(Collected data entries)
────────
use lazy_static::lazy_static;
use prometheus::{
    Counter, Gauge, Histogram, IntCounterVec, register_counter, register_gauge,
    register_histogram, register_int_counter_vec,
};


lazy_static! {
    pub static ref REQUEST_TOTAL: Counter =
        register_counter!("ticket_guard_requests_total", "Total number of requests").unwrap();
    pub static ref RATE_LIMIT_CHECKS: IntCounterVec = register_int_counter_vec!(
        "ticket_guard_rate_limit_checks_total",
        "Rate limit checks by action",
        &["action"]
    )
    .unwrap();
    pub static ref RATE_LIMIT_REJECTIONS: IntCounterVec = register_int_counter_vec!(
        "ticket_guard_rate_limit_rejections_total",
        "Rate limit rejections by action",
        &["action"]
    )
    .unwrap();
    pub static ref TRACKED_KEYS: Gauge = register_gauge!(
        "ticket_guard_rate_limit_tracked_keys",
        "Current number of rate limit keys in the store"
    )
    .unwrap();
    pub static ref SWEPT_ENTRIES: Counter = register_counter!(
        "ticket_guard_rate_limit_swept_total",
        "Expired rate limit entries removed by the sweeper"
    )
    .unwrap();
    pub static ref BOT_EVALUATIONS: Counter =
        register_counter!("ticket_guard_bot_evaluations_total", "Bot signal bundles scored").unwrap();
    pub static ref BOT_FLAGGED: Counter =
        register_counter!("ticket_guard_bot_flagged_total", "Bundles scored as bots").unwrap();
    pub static ref REQUEST_LATENCY: Histogram = register_histogram!(
        "ticket_guard_request_latency_seconds",
        "Request latency in seconds"
    )
    .unwrap();
}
────────
Here the goal is to repeat each entry exactly.

use lazy_static::lazy_static;
use prometheus::{
    Counter, Gauge, Histogram, IntCounterVec, register_counter, register_gauge,
    register_histogram, register_int_counter_vec,
};


lazy_static! {
    pub static ref REQUEST_TOTAL: Counter =
        register_counter!("ticket_guard_requests_total", "Total number of requests").unwrap();
    pub static ref RATE_LIMIT_CHECKS: IntCounterVec = register_int_counter_vec!(
        "ticket_guard_rate_limit_checks_total",
        "Rate limit checks by action",
        &["action"]
    )
    .unwrap();
    pub static ref RATE_LIMIT_REJECTIONS: IntCounterVec = register_int_counter_vec!(
        "ticket_guard_rate_limit_rejections_total",
        "Rate limit rejections by action",
        &["action"]
    )
    .unwrap();
    pub static ref TRACKED_KEYS: Gauge = register_gauge!(
        "ticket_guard_rate_limit_tracked_keys",
        "Current number of rate limit keys in the store"
    )
    .unwrap();
    pub static ref SWEPT_ENTRIES: Counter = register_counter!(
        "ticket_guard_rate_limit_swept_total",
        "Expired rate limit entries removed by the sweeper"
    )
    .unwrap();
    pub static ref BOT_EVALUATIONS: Counter =
        register_counter!("ticket_guard_bot_evaluations_total", "Bot signal bundles scored").unwrap();
    pub static ref BOT_FLAGGED: Counter =
        register_counter!("ticket_guard_bot_flagged_total", "Bundles scored as bots").unwrap();
    pub static ref REQUEST_LATENCY: Histogram = register_histogram!(
        "ticket_guard_request_latency_seconds",
        "Request latency in seconds"
    )
    .unwrap();
}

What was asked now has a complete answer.